Assigned task | Starting at the first line of the entries below, output every line exactly, up to and including the line with "impl AccountService for".

Data provided |
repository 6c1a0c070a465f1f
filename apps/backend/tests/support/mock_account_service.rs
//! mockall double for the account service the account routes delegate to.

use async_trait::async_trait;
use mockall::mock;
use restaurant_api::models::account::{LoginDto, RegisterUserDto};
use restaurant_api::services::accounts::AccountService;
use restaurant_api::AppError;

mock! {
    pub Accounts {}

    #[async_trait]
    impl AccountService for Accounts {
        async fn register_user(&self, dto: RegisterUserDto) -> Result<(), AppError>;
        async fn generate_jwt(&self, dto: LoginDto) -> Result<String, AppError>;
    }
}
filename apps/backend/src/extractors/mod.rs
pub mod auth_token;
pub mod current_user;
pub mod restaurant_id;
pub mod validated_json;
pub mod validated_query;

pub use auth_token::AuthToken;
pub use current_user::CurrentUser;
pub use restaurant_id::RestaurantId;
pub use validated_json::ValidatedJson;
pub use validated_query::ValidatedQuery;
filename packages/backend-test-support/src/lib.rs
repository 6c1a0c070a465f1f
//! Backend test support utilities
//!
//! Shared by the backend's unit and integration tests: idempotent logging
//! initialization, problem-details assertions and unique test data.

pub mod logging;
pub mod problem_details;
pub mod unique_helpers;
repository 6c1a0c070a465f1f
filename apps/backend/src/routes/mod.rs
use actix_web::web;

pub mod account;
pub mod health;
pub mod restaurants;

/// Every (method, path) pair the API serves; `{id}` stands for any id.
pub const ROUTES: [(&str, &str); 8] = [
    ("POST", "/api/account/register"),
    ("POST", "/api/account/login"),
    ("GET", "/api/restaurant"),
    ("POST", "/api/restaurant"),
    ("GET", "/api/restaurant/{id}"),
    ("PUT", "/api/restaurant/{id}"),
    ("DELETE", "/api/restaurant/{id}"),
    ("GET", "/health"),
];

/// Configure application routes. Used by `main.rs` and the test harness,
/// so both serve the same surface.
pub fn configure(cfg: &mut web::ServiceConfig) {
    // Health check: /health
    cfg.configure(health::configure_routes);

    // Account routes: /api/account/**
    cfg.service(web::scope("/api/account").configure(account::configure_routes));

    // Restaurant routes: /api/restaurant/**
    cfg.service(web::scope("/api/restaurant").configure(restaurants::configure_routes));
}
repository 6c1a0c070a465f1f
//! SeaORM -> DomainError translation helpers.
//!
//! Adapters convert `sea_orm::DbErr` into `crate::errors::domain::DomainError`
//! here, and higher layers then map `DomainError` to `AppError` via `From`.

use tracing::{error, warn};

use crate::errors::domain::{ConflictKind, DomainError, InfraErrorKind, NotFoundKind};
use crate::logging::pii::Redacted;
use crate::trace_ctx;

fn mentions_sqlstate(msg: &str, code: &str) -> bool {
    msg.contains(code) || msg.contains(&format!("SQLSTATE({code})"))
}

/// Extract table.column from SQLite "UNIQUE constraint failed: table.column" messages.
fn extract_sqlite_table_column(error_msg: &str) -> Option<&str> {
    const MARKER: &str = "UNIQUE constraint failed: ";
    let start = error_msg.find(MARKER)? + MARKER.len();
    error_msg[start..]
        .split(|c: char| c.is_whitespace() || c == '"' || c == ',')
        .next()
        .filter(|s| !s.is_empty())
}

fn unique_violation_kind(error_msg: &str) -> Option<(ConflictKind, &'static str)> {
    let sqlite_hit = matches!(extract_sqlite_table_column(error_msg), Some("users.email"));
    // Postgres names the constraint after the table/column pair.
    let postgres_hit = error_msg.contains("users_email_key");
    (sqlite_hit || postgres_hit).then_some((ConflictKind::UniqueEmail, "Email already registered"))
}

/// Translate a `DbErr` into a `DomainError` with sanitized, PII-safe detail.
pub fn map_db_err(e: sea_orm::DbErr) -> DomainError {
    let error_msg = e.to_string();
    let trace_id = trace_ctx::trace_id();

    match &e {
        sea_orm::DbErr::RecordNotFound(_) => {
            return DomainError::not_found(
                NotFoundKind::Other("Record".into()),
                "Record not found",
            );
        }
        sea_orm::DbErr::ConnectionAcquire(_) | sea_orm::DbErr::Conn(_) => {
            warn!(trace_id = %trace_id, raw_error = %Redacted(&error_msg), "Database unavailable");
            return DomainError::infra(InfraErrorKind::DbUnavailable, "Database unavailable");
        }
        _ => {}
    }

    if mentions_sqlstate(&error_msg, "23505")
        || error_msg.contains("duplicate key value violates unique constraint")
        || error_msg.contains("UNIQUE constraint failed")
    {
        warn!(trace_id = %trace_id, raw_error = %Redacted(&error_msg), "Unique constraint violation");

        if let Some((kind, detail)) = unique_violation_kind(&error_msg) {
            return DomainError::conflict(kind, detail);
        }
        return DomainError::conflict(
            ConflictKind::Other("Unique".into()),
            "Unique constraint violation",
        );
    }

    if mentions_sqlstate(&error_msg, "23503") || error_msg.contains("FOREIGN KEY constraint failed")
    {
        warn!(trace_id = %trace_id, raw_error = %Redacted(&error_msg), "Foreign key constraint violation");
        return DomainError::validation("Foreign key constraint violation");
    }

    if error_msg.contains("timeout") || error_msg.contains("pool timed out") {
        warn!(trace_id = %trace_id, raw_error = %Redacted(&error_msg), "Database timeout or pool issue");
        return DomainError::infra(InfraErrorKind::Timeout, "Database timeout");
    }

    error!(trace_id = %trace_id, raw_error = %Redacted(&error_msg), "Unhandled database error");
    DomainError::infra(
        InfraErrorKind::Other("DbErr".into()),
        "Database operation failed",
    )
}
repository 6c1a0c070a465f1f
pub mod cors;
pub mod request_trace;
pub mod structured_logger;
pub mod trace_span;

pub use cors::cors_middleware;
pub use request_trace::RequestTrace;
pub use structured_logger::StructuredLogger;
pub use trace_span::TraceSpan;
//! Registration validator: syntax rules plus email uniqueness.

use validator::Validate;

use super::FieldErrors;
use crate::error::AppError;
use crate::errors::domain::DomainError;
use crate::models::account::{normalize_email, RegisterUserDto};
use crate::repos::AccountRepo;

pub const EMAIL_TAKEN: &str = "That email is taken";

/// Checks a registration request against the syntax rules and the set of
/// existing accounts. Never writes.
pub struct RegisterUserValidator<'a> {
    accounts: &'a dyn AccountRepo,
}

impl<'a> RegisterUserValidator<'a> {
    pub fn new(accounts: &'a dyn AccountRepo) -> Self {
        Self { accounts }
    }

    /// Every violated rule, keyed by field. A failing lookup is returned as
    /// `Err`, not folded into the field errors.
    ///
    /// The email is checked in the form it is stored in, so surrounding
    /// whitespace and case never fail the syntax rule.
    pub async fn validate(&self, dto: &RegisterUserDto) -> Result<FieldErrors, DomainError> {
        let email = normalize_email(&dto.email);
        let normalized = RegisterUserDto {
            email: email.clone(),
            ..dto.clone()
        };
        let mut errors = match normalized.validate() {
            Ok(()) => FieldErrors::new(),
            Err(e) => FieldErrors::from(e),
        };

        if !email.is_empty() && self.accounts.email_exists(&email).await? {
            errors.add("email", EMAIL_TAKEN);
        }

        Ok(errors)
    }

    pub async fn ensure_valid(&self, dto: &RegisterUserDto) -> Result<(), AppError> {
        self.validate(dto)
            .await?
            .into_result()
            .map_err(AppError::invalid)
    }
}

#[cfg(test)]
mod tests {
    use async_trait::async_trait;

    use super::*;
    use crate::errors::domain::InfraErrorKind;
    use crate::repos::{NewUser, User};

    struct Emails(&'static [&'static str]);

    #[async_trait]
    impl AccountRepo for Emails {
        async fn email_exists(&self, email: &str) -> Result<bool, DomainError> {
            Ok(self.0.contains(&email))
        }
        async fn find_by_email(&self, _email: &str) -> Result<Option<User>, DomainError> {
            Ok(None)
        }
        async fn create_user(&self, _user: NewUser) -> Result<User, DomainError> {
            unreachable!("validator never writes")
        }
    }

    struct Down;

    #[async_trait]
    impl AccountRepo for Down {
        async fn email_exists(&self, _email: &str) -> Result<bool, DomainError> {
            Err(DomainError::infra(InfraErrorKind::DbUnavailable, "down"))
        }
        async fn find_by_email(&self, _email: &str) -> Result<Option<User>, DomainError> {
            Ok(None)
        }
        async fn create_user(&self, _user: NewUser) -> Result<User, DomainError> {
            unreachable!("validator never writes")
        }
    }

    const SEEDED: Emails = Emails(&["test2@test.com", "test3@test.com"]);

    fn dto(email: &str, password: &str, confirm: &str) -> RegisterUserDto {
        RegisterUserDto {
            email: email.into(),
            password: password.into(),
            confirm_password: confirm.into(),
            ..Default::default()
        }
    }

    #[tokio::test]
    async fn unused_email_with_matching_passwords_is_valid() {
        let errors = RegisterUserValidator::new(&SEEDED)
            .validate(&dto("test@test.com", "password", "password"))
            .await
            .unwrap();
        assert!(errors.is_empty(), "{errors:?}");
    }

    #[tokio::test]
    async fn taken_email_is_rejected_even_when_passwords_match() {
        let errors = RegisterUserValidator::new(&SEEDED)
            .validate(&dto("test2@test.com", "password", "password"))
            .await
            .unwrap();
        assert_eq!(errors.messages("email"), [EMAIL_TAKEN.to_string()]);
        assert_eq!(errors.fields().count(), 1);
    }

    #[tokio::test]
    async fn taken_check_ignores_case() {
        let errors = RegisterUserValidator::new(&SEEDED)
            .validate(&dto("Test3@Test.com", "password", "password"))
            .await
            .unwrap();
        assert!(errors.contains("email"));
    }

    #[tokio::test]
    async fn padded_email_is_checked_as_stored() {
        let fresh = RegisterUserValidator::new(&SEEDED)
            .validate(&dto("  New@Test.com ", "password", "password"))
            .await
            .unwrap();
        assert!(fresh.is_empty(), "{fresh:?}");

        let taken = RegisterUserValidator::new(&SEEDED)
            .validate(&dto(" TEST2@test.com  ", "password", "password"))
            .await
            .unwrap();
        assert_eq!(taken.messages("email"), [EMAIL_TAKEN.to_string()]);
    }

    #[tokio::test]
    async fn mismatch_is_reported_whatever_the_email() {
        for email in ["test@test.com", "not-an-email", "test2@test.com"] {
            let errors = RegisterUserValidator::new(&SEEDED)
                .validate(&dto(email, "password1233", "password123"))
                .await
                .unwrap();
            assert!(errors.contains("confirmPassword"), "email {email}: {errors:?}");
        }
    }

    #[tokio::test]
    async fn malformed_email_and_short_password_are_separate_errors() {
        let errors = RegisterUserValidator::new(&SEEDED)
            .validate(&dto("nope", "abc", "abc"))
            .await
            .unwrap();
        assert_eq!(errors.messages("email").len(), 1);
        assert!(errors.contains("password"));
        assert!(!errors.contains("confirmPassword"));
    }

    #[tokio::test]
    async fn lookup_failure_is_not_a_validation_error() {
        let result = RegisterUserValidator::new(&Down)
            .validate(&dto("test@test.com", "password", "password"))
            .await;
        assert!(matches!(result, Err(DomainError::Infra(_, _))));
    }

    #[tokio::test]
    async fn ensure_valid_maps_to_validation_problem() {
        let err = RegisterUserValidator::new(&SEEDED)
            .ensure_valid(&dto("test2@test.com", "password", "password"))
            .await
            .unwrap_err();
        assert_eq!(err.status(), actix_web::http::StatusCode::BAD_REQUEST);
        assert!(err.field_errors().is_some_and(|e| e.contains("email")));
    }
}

Answer space |
repository 6c1a0c070a465f1f
filename apps/backend/tests/support/mock_account_service.rs
//! mockall double for the account service the account routes delegate to.

use async_trait::async_trait;
use mockall::mock;
use restaurant_api::models::account::{LoginDto, RegisterUserDto};
use restaurant_api::services::accounts::AccountService;
use restaurant_api::AppError;

mock! {
    pub Accounts {}

    #[async_trait]
    impl AccountService for Accounts {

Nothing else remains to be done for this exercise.